Recorded data Start Marker
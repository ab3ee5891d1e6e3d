//! Scheduler runtime wiring
//!
//! The [`Orchestrator`] is the explicit, injectable state object that owns
//! the job store, dispatcher loop, executor, rebalance trigger, and reach
//! counter, with a defined start/shutdown lifecycle. Multiple instances
//! can coexist in one process, which is what makes the runtime testable in
//! isolation — there is no module-level global registry anywhere.

use anyhow::Result;
use chrono::{Duration, Utc};
use std::sync::Arc;
use tokio::sync::Mutex;
use tokio::task::JoinHandle;

use async_trait::async_trait;

use crate::campaign::CampaignService;
use crate::config::Config;
use crate::executor::{CampaignExecutor, ReachCounter};
use crate::metrics::PerformanceScorer;
use crate::models::CampaignStatus;
use crate::optimizer::{RebalanceReason, RebalanceTrigger};
use crate::publish::{MetricsProvider, Publisher};
use crate::scheduler::{
    Dispatcher, DispatcherConfig, FiredJob, JobHandler, JobPayload, JobStore,
};
use crate::storage::Database;

/// Job ids of the periodic system passes
const JOB_METRICS: &str = "system:metrics";
const JOB_REBALANCE: &str = "system:rebalance";
const JOB_CLEANUP: &str = "system:cleanup";

// ============================================================================
// Job handler
// ============================================================================

/// Routes fired jobs to the executor and the periodic passes.
///
/// Every failure is absorbed here: one campaign's bad day must never stop
/// the dispatch loop or another campaign's work.
struct OrchestratorHandler {
    db: Arc<Database>,
    executor: Arc<CampaignExecutor>,
    rebalance: Arc<RebalanceTrigger>,
    metrics_provider: Arc<dyn MetricsProvider>,
    retention_days: i64,
}

#[async_trait]
impl JobHandler for OrchestratorHandler {
    async fn handle(&self, job: FiredJob) {
        match job.payload {
            JobPayload::ExecuteOccurrence {
                campaign_id,
                occurrence_id,
            } => {
                // The executor owns the single-executing-per-campaign claim
                // and its own retry policy; only storage errors come back.
                if let Err(err) = self
                    .executor
                    .execute_occurrence(campaign_id, occurrence_id)
                    .await
                {
                    tracing::error!(
                        %campaign_id,
                        %occurrence_id,
                        error = %err,
                        "Occurrence execution hit a storage error"
                    );
                }
            }
            JobPayload::CollectMetrics => self.collect_metrics().await,
            JobPayload::Rebalance => {
                if let Err(err) = self.rebalance.rebalance(RebalanceReason::Periodic).await {
                    tracing::error!(error = %err, "Periodic rebalance failed");
                }
            }
            JobPayload::CleanupOccurrences => {
                let cutoff = Utc::now() - Duration::days(self.retention_days);
                match self.db.cleanup_terminal_before(cutoff) {
                    Ok(0) => {}
                    Ok(removed) => {
                        tracing::info!(removed, "Cleaned up old terminal occurrences")
                    }
                    Err(err) => tracing::error!(error = %err, "Occurrence cleanup failed"),
                }
            }
        }
    }
}

impl OrchestratorHandler {
    /// Periodic metrics pass: pull a sample for every active campaign,
    /// independent of execution runs
    async fn collect_metrics(&self) {
        let campaigns = match self.db.campaigns_by_status(CampaignStatus::Active) {
            Ok(campaigns) => campaigns,
            Err(err) => {
                tracing::error!(error = %err, "Metrics pass could not list campaigns");
                return;
            }
        };

        let fetches = campaigns.iter().map(|campaign| {
            let asset_ref = format!("{}:{}", campaign.channel.as_str(), campaign.id);
            let provider = Arc::clone(&self.metrics_provider);
            async move { (campaign, provider.fetch(&asset_ref, Utc::now()).await) }
        });

        for (campaign, result) in futures::future::join_all(fetches).await {
            match result {
                Ok(raw) => {
                    let sample = crate::models::MetricSample {
                        id: uuid::Uuid::new_v4(),
                        campaign_id: campaign.id,
                        impressions: raw.impressions,
                        clicks: raw.clicks,
                        engagement_rate: raw.engagement_rate,
                        conversion_rate: raw.conversion_rate,
                        cpa: raw.cpa,
                        timestamp: Utc::now(),
                    };
                    if let Err(err) = self.db.append_metric(&sample) {
                        tracing::error!(campaign = %campaign.name, error = %err, "Failed to store metric sample");
                    }
                }
                Err(err) => {
                    tracing::debug!(campaign = %campaign.name, error = %err, "Metrics not yet available");
                }
            }
        }
    }
}

// ============================================================================
// Orchestrator
// ============================================================================

/// Owns and runs the whole scheduling core
pub struct Orchestrator {
    config: Config,
    db: Arc<Database>,
    jobs: Arc<JobStore>,
    reach: Arc<ReachCounter>,
    rebalance: Arc<RebalanceTrigger>,
    service: CampaignService,
    dispatcher: Arc<Dispatcher>,
    dispatcher_task: Mutex<Option<JoinHandle<()>>>,
}

impl Orchestrator {
    /// Wire up a runtime over the given store and collaborators
    pub fn new(
        config: Config,
        db: Arc<Database>,
        publisher: Arc<dyn Publisher>,
        metrics_provider: Arc<dyn MetricsProvider>,
    ) -> Self {
        let jobs = Arc::new(JobStore::new());
        let reach = Arc::new(ReachCounter::new());

        let scorer = PerformanceScorer::new(Arc::clone(&db), config.metrics.clone());
        let rebalance = Arc::new(RebalanceTrigger::new(
            Arc::clone(&db),
            scorer,
            config.budget.clone(),
        ));

        let executor = Arc::new(CampaignExecutor::new(
            Arc::clone(&db),
            Arc::clone(&jobs),
            publisher,
            Arc::clone(&metrics_provider),
            config.executor.clone(),
            Arc::clone(&reach),
        ));

        let handler = Arc::new(OrchestratorHandler {
            db: Arc::clone(&db),
            executor,
            rebalance: Arc::clone(&rebalance),
            metrics_provider,
            retention_days: config.scheduler.cleanup_retention_days,
        });

        let dispatcher = Arc::new(Dispatcher::new(
            Arc::clone(&jobs),
            handler,
            DispatcherConfig {
                tick: config.tick(),
                max_concurrent: config.scheduler.max_concurrent_campaigns,
                misfire_grace: config.misfire_grace(),
                acquire_timeout: config.tick().max(std::time::Duration::from_secs(30)),
            },
        ));

        let service = CampaignService::new(
            Arc::clone(&db),
            Arc::clone(&jobs),
            Arc::clone(&rebalance),
            config.scheduler.clone(),
            config.budget.clone(),
        );

        Self {
            config,
            db,
            jobs,
            reach,
            rebalance,
            service,
            dispatcher,
            dispatcher_task: Mutex::new(None),
        }
    }

    /// Campaign lifecycle operations bound to this runtime
    pub fn service(&self) -> &CampaignService {
        &self.service
    }

    /// The runtime's job store, for embedding and inspection
    pub fn job_store(&self) -> &Arc<JobStore> {
        &self.jobs
    }

    /// The rebalance trigger, for manual runs
    pub fn rebalance_trigger(&self) -> &Arc<RebalanceTrigger> {
        &self.rebalance
    }

    /// Accumulated reporting reach
    pub fn reach_total(&self) -> f64 {
        self.reach.total()
    }

    /// Start the runtime: rebuild jobs from persisted occurrences,
    /// register the periodic system passes, and launch the dispatch loop.
    pub async fn start(&self) -> Result<()> {
        self.restore_schedules().await?;

        self.jobs
            .schedule_recurring(
                JOB_METRICS,
                self.config.metrics_interval(),
                JobPayload::CollectMetrics,
            )
            .await;
        self.jobs
            .schedule_recurring(
                JOB_REBALANCE,
                self.config.rebalance_interval(),
                JobPayload::Rebalance,
            )
            .await;
        self.jobs
            .schedule_recurring(JOB_CLEANUP, Duration::days(1), JobPayload::CleanupOccurrences)
            .await;

        let dispatcher = Arc::clone(&self.dispatcher);
        let task = tokio::spawn(async move { dispatcher.run().await });
        *self.dispatcher_task.lock().await = Some(task);

        tracing::info!("Orchestrator started");
        Ok(())
    }

    /// Stop the dispatch loop and drop pending jobs. Occurrence rows stay
    /// behind as the durable source of truth for the next start.
    pub async fn shutdown(&self) {
        self.dispatcher.shutdown().await;
        if let Some(task) = self.dispatcher_task.lock().await.take() {
            let _ = task.await;
        }
        self.jobs.clear().await;
        tracing::info!("Orchestrator stopped");
    }

    /// Re-register jobs for every open occurrence of active campaigns.
    /// Overdue occurrences fire immediately (coalesced), matching the
    /// misfire policy.
    async fn restore_schedules(&self) -> Result<()> {
        let mut restored = 0usize;

        for campaign in self.db.campaigns_by_status(CampaignStatus::Active)? {
            for occurrence in self.db.open_occurrences(campaign.id)? {
                let handle = occurrence.job_handle.clone().unwrap_or_else(|| {
                    format!(
                        "exec:{}:{}",
                        campaign.id,
                        occurrence.scheduled_time.timestamp()
                    )
                });
                self.jobs
                    .schedule_once(
                        handle,
                        occurrence.scheduled_time,
                        JobPayload::ExecuteOccurrence {
                            campaign_id: campaign.id,
                            occurrence_id: occurrence.id,
                        },
                    )
                    .await;
                restored += 1;
            }
        }

        if restored > 0 {
            tracing::info!(restored, "Restored occurrence jobs from storage");
        }
        Ok(())
    }
}

// ============================================================================
// Tests
// ============================================================================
Recorded data End Marker
__Work required__: All that should appear in the response is the run of lines from the first line of the entries through the line containing "runtime testable in", copied exactly.

__Response to the task__:
repository ab3ee5891d1e6e3d
//! Scheduler runtime wiring
//!
//! The [`Orchestrator`] is the explicit, injectable state object that owns
//! the job store, dispatcher loop, executor, rebalance trigger, and reach
//! counter, with a defined start/shutdown lifecycle. Multiple instances
//! can coexist in one process, which is what makes the runtime testable in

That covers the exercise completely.